Climate Change Killed Cahokia Settlement, New Poop-Based Study Says

Feb 28, 2019 at 1:48 pm
A mound in Cahokia, Illinois. - FLICKR/AARON PLEWKE
FLICKR/AARON PLEWKE
A mound in Cahokia, Illinois.

Once upon a time, the area just across the Mississippi River from modern-day St. Louis was the center of Western civilization, with as many as 20,000 residents clustered around a series of earthen mounds. UNESCO calls it the largest pre-Columbian settlement north of Mexico, and in its heyday (thought to be the year 1100 AD), nowhere was more popping.

So what happened? Forget for a moment St. Louis' well-documented twentieth-century malaise. What happened to the people of Cahokia nearly 900 years earlier?

A new study suggests answers to that question, and they're remarkably shitty. Published in the Proceedings of the National Academy of Sciences of the United States of America, and then brought to our attention by a cogent report first published online in Atlas Obscura, the study analyzes the ancient fecal matter found in the Cahokia area and puts the blame on climate change.
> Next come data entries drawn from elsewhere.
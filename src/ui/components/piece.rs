//! Piece rendering component.

use crate::domain::Piece;
use crate::ui::theme::PIECE_TEXT;
use gpui::{div, prelude::*, px, rgb};

/// Render a chess piece glyph centered in its container
pub fn render_piece(piece: Piece, glyph_size: f32) -> impl IntoElement {
    div()
        .size_full()
        .flex()
        .items_center()
        .justify_center()
        .text_size(px(glyph_size))
        .text_color(rgb(PIECE_TEXT))
        .child(piece.glyph())
}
Yes, long before Al Gore was a glimmer in his senator daddy's eye, climate change robbed the St. Louis area of its greatness — and woe to the modern-day skeptic who'd fail to take note of the tale told by our predecessors' poop. Per the study's abstract, "[A] shift to decreased summer precipitation and a Mississippi River flood occurred circa 1150 CE, coinciding with a decline in the region’s population and a major climate transition." And the rest, as they say, is history.

So how'd they get all that from human waste?
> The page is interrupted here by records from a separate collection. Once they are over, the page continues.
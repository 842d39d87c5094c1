mod game;

pub use game::{DragState, GameModel};
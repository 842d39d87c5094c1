//! The selected origin square and its legal destinations.

use shakmaty::{Chess, Position, Square};

use crate::domain::rules;

#[derive(Clone, Debug, PartialEq, Eq)]
pub struct Selection {
    pub square: Square,
    /// Never empty
    pub destinations: Vec<Square>,
}

impl Selection {
    /// Select `square` in `position` if it holds a piece of the side to move
    /// with at least one legal destination.
    pub fn new(position: &Chess, square: Square) -> Option<Self> {
        let piece = position.board().piece_at(square)?;
        if piece.color != position.turn() {
            return None;
        }
        let destinations = rules::legal_destinations(position, square);
        if destinations.is_empty() {
            return None;
        }
        Some(Self {
            square,
            destinations,
        })
    }

    pub fn is_destination(&self, square: Square) -> bool {
        self.destinations.contains(&square)
    }
}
The researchers knew that the more people, the more poop, the Atlas Obscura write-up notes. "So, they wondered, would poop dating from the time of the downturn contain any clues as to what was going on then?" 

The story continues:
To investigate, White and his colleagues examined two sediment cores taken from Cahokia’s Horseshoe Lake. ... These cores contain “fecal stanols,” traces of the human poop that drifted off from the land and into the lake.

The team compared the levels of fecal stanols to those of other stanols that come from bacteria in the soil. They found that, the younger the sediments got, the heavier their oxygen concentrations—meaning that water was evaporating along with lighter forms of oxygen.

In other words, there was probably less precipitation during Cahokia’s later years—when we know from excavations that fewer people were living there—thus impeding local agriculture and causing the population to thin out.

Just as our modern-day Cassandras warn about these current perilous times, the drought that hit Cahokia was also apparently accompanied by flooding. As the abstract for the study concludes, "We find that Mississippi River flooding and warm season droughts detrimental to agriculture occurred circa (ca.) 1150 CE and possibly generated significant stress for Cahokia’s inhabitants."

Flooding and droughts? Stress? The ancient people of Cahokia really were just like us. Could their fate one day also befall this once-great city west of the river?

It's hard to say as of yet. But if you're an archaeologist reading this blog post in the year 2919, may we suggest making careful study of our local poop? We hear it can yield some remarkable clues.